*TASK DESCRIPTION*. Please show every line in the entries below that includes the word "String".

^^^^

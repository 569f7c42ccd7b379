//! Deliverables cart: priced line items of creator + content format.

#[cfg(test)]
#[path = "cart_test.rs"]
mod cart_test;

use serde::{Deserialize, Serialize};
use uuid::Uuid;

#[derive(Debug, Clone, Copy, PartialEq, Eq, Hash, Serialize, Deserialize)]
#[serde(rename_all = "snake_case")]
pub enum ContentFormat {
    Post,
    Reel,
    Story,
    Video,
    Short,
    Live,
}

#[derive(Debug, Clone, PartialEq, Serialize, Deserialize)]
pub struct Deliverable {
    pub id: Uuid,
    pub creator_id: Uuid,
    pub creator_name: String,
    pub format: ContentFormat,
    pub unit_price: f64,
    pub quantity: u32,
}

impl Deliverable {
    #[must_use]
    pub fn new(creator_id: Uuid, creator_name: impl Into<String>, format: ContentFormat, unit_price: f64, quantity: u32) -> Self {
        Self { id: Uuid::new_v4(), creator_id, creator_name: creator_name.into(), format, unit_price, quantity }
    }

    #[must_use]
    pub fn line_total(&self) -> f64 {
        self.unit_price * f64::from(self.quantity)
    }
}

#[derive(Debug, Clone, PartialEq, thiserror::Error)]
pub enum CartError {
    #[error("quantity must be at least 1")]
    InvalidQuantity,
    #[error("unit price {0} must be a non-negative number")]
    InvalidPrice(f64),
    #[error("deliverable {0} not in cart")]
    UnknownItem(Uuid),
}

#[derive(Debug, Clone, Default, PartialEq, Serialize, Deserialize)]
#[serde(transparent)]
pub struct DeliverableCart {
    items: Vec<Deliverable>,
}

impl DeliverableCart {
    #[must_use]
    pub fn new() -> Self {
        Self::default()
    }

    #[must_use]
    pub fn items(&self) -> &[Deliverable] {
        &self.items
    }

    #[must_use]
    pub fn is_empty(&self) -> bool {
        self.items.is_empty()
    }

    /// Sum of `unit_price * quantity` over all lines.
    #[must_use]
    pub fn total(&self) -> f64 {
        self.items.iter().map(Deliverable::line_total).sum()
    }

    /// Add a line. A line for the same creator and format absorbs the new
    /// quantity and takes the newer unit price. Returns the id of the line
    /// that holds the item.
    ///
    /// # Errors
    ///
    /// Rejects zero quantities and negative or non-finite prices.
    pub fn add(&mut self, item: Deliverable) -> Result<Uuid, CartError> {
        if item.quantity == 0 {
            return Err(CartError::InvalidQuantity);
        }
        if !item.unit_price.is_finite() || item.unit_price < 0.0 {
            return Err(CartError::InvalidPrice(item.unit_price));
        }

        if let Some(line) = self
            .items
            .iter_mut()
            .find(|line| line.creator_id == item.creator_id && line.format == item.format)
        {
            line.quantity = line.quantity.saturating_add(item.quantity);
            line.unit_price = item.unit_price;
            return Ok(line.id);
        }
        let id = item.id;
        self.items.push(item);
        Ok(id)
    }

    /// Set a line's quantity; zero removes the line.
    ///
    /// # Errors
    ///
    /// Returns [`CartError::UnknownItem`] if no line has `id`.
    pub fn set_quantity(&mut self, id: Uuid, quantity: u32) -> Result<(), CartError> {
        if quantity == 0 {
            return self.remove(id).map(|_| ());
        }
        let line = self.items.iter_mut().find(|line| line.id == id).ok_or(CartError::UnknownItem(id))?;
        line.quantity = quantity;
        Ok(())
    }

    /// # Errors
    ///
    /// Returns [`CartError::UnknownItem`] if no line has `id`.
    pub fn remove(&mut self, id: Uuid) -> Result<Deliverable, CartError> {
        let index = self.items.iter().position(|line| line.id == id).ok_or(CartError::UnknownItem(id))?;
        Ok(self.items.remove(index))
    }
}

^^^^

*EXPECTED ANSWER*.
    pub creator_name: String,
    pub fn new(creator_id: Uuid, creator_name: impl Into<String>, format: ContentFormat, unit_price: f64, quantity: u32) -> Self {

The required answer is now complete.